* Problem description
From first line to last, give the material again unchanged.
● ● ● ●
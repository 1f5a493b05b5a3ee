// ==========================================
// 工序执行质量追踪系统 - 指标评估器
// ==========================================
// 职责: (输入量, 指标规则) → (不合格量, 是否触发)
// 规则: 复选框/判据/区间三类字段全部累加，互不排斥
// 红线: 不合格量恒 >= 0
// ==========================================

use crate::domain::stage::{Criterion, IndicatorRule, RuleCheck};
use crate::engine::error::{EngineError, EngineResult};
use crate::engine::random::RandomSource;

/// 复选框未通过时的随机不合格量上限比例（相对输入量）
pub const DEFAULT_CHECKBOX_PENALTY_RATIO: f64 = 0.1;

/// 单条指标评估结果
#[derive(Debug, Clone, Copy, PartialEq)]
pub struct IndicatorOutcome {
    pub non_conformity: f64,
    pub affected: bool,
}

impl IndicatorOutcome {
    pub const NONE: IndicatorOutcome = IndicatorOutcome {
        non_conformity: 0.0,
        affected: false,
    };
}

// ==========================================
// IndicatorEvaluator - 指标评估器
// ==========================================
#[derive(Debug, Clone, Copy)]
pub struct IndicatorEvaluator {
    checkbox_penalty_ratio: f64,
}

impl Default for IndicatorEvaluator {
    fn default() -> Self {
        Self::new(DEFAULT_CHECKBOX_PENALTY_RATIO)
    }
}

impl IndicatorEvaluator {
    /// 创建评估器
    ///
    /// # 参数
    /// - checkbox_penalty_ratio: 复选框随机不合格量上限比例，非法值回退为默认 0.1
    pub fn new(checkbox_penalty_ratio: f64) -> Self {
        let ratio = if checkbox_penalty_ratio.is_finite() && checkbox_penalty_ratio >= 0.0 {
            checkbox_penalty_ratio
        } else {
            DEFAULT_CHECKBOX_PENALTY_RATIO
        };
        Self {
            checkbox_penalty_ratio: ratio,
        }
    }

    pub fn checkbox_penalty_ratio(&self) -> f64 {
        self.checkbox_penalty_ratio
    }

    /// 评估单条指标
    ///
    /// # 返回
    /// - Ok(IndicatorOutcome): 不合格量与触发标志
    /// - Err(EngineError::InvalidCriteria / InvalidRange): 规则字段格式错误
    pub fn evaluate(
        &self,
        input_value: f64,
        rule: &IndicatorRule,
        rng: &mut dyn RandomSource,
    ) -> EngineResult<IndicatorOutcome> {
        let checks = parse_rule_checks(rule)?;
        Ok(self.evaluate_checks(input_value, &checks, rng))
    }

    /// 评估已解析的规则列表（累加）
    pub fn evaluate_checks(
        &self,
        input_value: f64,
        checks: &[RuleCheck],
        rng: &mut dyn RandomSource,
    ) -> IndicatorOutcome {
        let mut outcome = IndicatorOutcome::NONE;

        for check in checks {
            match *check {
                RuleCheck::BooleanCheck(passed) => {
                    if !passed {
                        outcome.non_conformity +=
                            rng.uniform(input_value * self.checkbox_penalty_ratio);
                        outcome.affected = true;
                    }
                }
                RuleCheck::Criteria(Criterion::Percentage(p)) => {
                    outcome.non_conformity += input_value * (p / 100.0);
                    outcome.affected = true;
                }
                RuleCheck::Criteria(Criterion::Absolute(amount)) => {
                    outcome.non_conformity += amount;
                    outcome.affected = true;
                }
                RuleCheck::Range { min, max } => {
                    if input_value < min || input_value > max {
                        outcome.non_conformity += (input_value - input_value.clamp(min, max)).abs();
                        outcome.affected = true;
                    }
                }
            }
        }

        outcome
    }
}

// ==========================================
// 规则解析
// ==========================================

/// 将指标记录解析为有序规则列表 (复选框 → 判据 → 区间)
///
/// 空字符串视为字段缺失
pub fn parse_rule_checks(rule: &IndicatorRule) -> EngineResult<Vec<RuleCheck>> {
    let mut checks = Vec::with_capacity(3);

    if let Some(passed) = rule.checkbox {
        checks.push(RuleCheck::BooleanCheck(passed));
    }

    if let Some(raw) = rule.criteria.as_deref() {
        if !raw.trim().is_empty() {
            checks.push(RuleCheck::Criteria(parse_criterion(rule.id, raw)?));
        }
    }

    if let Some(raw) = rule.range.as_deref() {
        if !raw.trim().is_empty() {
            let (min, max) = parse_range(rule.id, raw)?;
            checks.push(RuleCheck::Range { min, max });
        }
    }

    Ok(checks)
}

/// 解析判据: "12.5%" → 百分比，"3" → 绝对量
pub fn parse_criterion(indicator_id: i64, raw: &str) -> EngineResult<Criterion> {
    let invalid = || EngineError::InvalidCriteria {
        indicator_id,
        raw: raw.to_string(),
    };

    let trimmed = raw.trim();
    let (number, is_percentage) = if trimmed.contains('%') {
        (trimmed.trim_matches('%').trim(), true)
    } else {
        (trimmed, false)
    };

    let value: f64 = number.parse().map_err(|_| invalid())?;
    if !value.is_finite() || value < 0.0 {
        return Err(invalid());
    }

    Ok(if is_percentage {
        Criterion::Percentage(value)
    } else {
        Criterion::Absolute(value)
    })
}

/// 解析区间: "80-120" → (80, 120)
///
/// 分隔符为首字符之后的第一个 '-'，允许负下限（如 "-5-10"）
pub fn parse_range(indicator_id: i64, raw: &str) -> EngineResult<(f64, f64)> {
    let invalid = || EngineError::InvalidRange {
        indicator_id,
        raw: raw.to_string(),
    };

    let trimmed = raw.trim();
    let split_at = trimmed
        .char_indices()
        .skip(1)
        .find(|(_, c)| *c == '-')
        .map(|(idx, _)| idx)
        .ok_or_else(invalid)?;

    let min: f64 = trimmed[..split_at].trim().parse().map_err(|_| invalid())?;
    let max: f64 = trimmed[split_at + 1..].trim().parse().map_err(|_| invalid())?;

    if !min.is_finite() || !max.is_finite() || min > max {
        return Err(invalid());
    }

    Ok((min, max))
}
● ● ● ●
* Reply to the task
repository 1f5a493b05b5a3ee
// ==========================================
// 工序执行质量追踪系统 - 指标评估器
// ==========================================
// 职责: (输入量, 指标规则) → (不合格量, 是否触发)
// 规则: 复选框/判据/区间三类字段全部累加，互不排斥
// 红线: 不合格量恒 >= 0
// ==========================================

use crate::domain::stage::{Criterion, IndicatorRule, RuleCheck};
use crate::engine::error::{EngineError, EngineResult};
use crate::engine::random::RandomSource;

/// 复选框未通过时的随机不合格量上限比例（相对输入量）
pub const DEFAULT_CHECKBOX_PENALTY_RATIO: f64 = 0.1;

/// 单条指标评估结果
#[derive(Debug, Clone, Copy, PartialEq)]
pub struct IndicatorOutcome {
    pub non_conformity: f64,
    pub affected: bool,
}

impl IndicatorOutcome {
    pub const NONE: IndicatorOutcome = IndicatorOutcome {
        non_conformity: 0.0,
        affected: false,
    };
}

// ==========================================
// IndicatorEvaluator - 指标评估器
// ==========================================
#[derive(Debug, Clone, Copy)]
pub struct IndicatorEvaluator {
    checkbox_penalty_ratio: f64,
}

impl Default for IndicatorEvaluator {
    fn default() -> Self {
        Self::new(DEFAULT_CHECKBOX_PENALTY_RATIO)
    }
}

impl IndicatorEvaluator {
    /// 创建评估器
    ///
    /// # 参数
    /// - checkbox_penalty_ratio: 复选框随机不合格量上限比例，非法值回退为默认 0.1
    pub fn new(checkbox_penalty_ratio: f64) -> Self {
        let ratio = if checkbox_penalty_ratio.is_finite() && checkbox_penalty_ratio >= 0.0 {
            checkbox_penalty_ratio
        } else {
            DEFAULT_CHECKBOX_PENALTY_RATIO
        };
        Self {
            checkbox_penalty_ratio: ratio,
        }
    }

    pub fn checkbox_penalty_ratio(&self) -> f64 {
        self.checkbox_penalty_ratio
    }

    /// 评估单条指标
    ///
    /// # 返回
    /// - Ok(IndicatorOutcome): 不合格量与触发标志
    /// - Err(EngineError::InvalidCriteria / InvalidRange): 规则字段格式错误
    pub fn evaluate(
        &self,
        input_value: f64,
        rule: &IndicatorRule,
        rng: &mut dyn RandomSource,
    ) -> EngineResult<IndicatorOutcome> {
        let checks = parse_rule_checks(rule)?;
        Ok(self.evaluate_checks(input_value, &checks, rng))
    }

    /// 评估已解析的规则列表（累加）
    pub fn evaluate_checks(
        &self,
        input_value: f64,
        checks: &[RuleCheck],
        rng: &mut dyn RandomSource,
    ) -> IndicatorOutcome {
        let mut outcome = IndicatorOutcome::NONE;

        for check in checks {
            match *check {
                RuleCheck::BooleanCheck(passed) => {
                    if !passed {
                        outcome.non_conformity +=
                            rng.uniform(input_value * self.checkbox_penalty_ratio);
                        outcome.affected = true;
                    }
                }
                RuleCheck::Criteria(Criterion::Percentage(p)) => {
                    outcome.non_conformity += input_value * (p / 100.0);
                    outcome.affected = true;
                }
                RuleCheck::Criteria(Criterion::Absolute(amount)) => {
                    outcome.non_conformity += amount;
                    outcome.affected = true;
                }
                RuleCheck::Range { min, max } => {
                    if input_value < min || input_value > max {
                        outcome.non_conformity += (input_value - input_value.clamp(min, max)).abs();
                        outcome.affected = true;
                    }
                }
            }
        }

        outcome
    }
}

// ==========================================
// 规则解析
// ==========================================

/// 将指标记录解析为有序规则列表 (复选框 → 判据 → 区间)
///
/// 空字符串视为字段缺失
pub fn parse_rule_checks(rule: &IndicatorRule) -> EngineResult<Vec<RuleCheck>> {
    let mut checks = Vec::with_capacity(3);

    if let Some(passed) = rule.checkbox {
        checks.push(RuleCheck::BooleanCheck(passed));
    }

    if let Some(raw) = rule.criteria.as_deref() {
        if !raw.trim().is_empty() {
            checks.push(RuleCheck::Criteria(parse_criterion(rule.id, raw)?));
        }
    }

    if let Some(raw) = rule.range.as_deref() {
        if !raw.trim().is_empty() {
            let (min, max) = parse_range(rule.id, raw)?;
            checks.push(RuleCheck::Range { min, max });
        }
    }

    Ok(checks)
}

/// 解析判据: "12.5%" → 百分比，"3" → 绝对量
pub fn parse_criterion(indicator_id: i64, raw: &str) -> EngineResult<Criterion> {
    let invalid = || EngineError::InvalidCriteria {
        indicator_id,
        raw: raw.to_string(),
    };

    let trimmed = raw.trim();
    let (number, is_percentage) = if trimmed.contains('%') {
        (trimmed.trim_matches('%').trim(), true)
    } else {
        (trimmed, false)
    };

    let value: f64 = number.parse().map_err(|_| invalid())?;
    if !value.is_finite() || value < 0.0 {
        return Err(invalid());
    }

    Ok(if is_percentage {
        Criterion::Percentage(value)
    } else {
        Criterion::Absolute(value)
    })
}

/// 解析区间: "80-120" → (80, 120)
///
/// 分隔符为首字符之后的第一个 '-'，允许负下限（如 "-5-10"）
pub fn parse_range(indicator_id: i64, raw: &str) -> EngineResult<(f64, f64)> {
    let invalid = || EngineError::InvalidRange {
        indicator_id,
        raw: raw.to_string(),
    };

    let trimmed = raw.trim();
    let split_at = trimmed
        .char_indices()
        .skip(1)
        .find(|(_, c)| *c == '-')
        .map(|(idx, _)| idx)
        .ok_or_else(invalid)?;

    let min: f64 = trimmed[..split_at].trim().parse().map_err(|_| invalid())?;
    let max: f64 = trimmed[split_at + 1..].trim().parse().map_err(|_| invalid())?;

    if !min.is_finite() || !max.is_finite() || min > max {
        return Err(invalid());
    }

    Ok((min, max))
}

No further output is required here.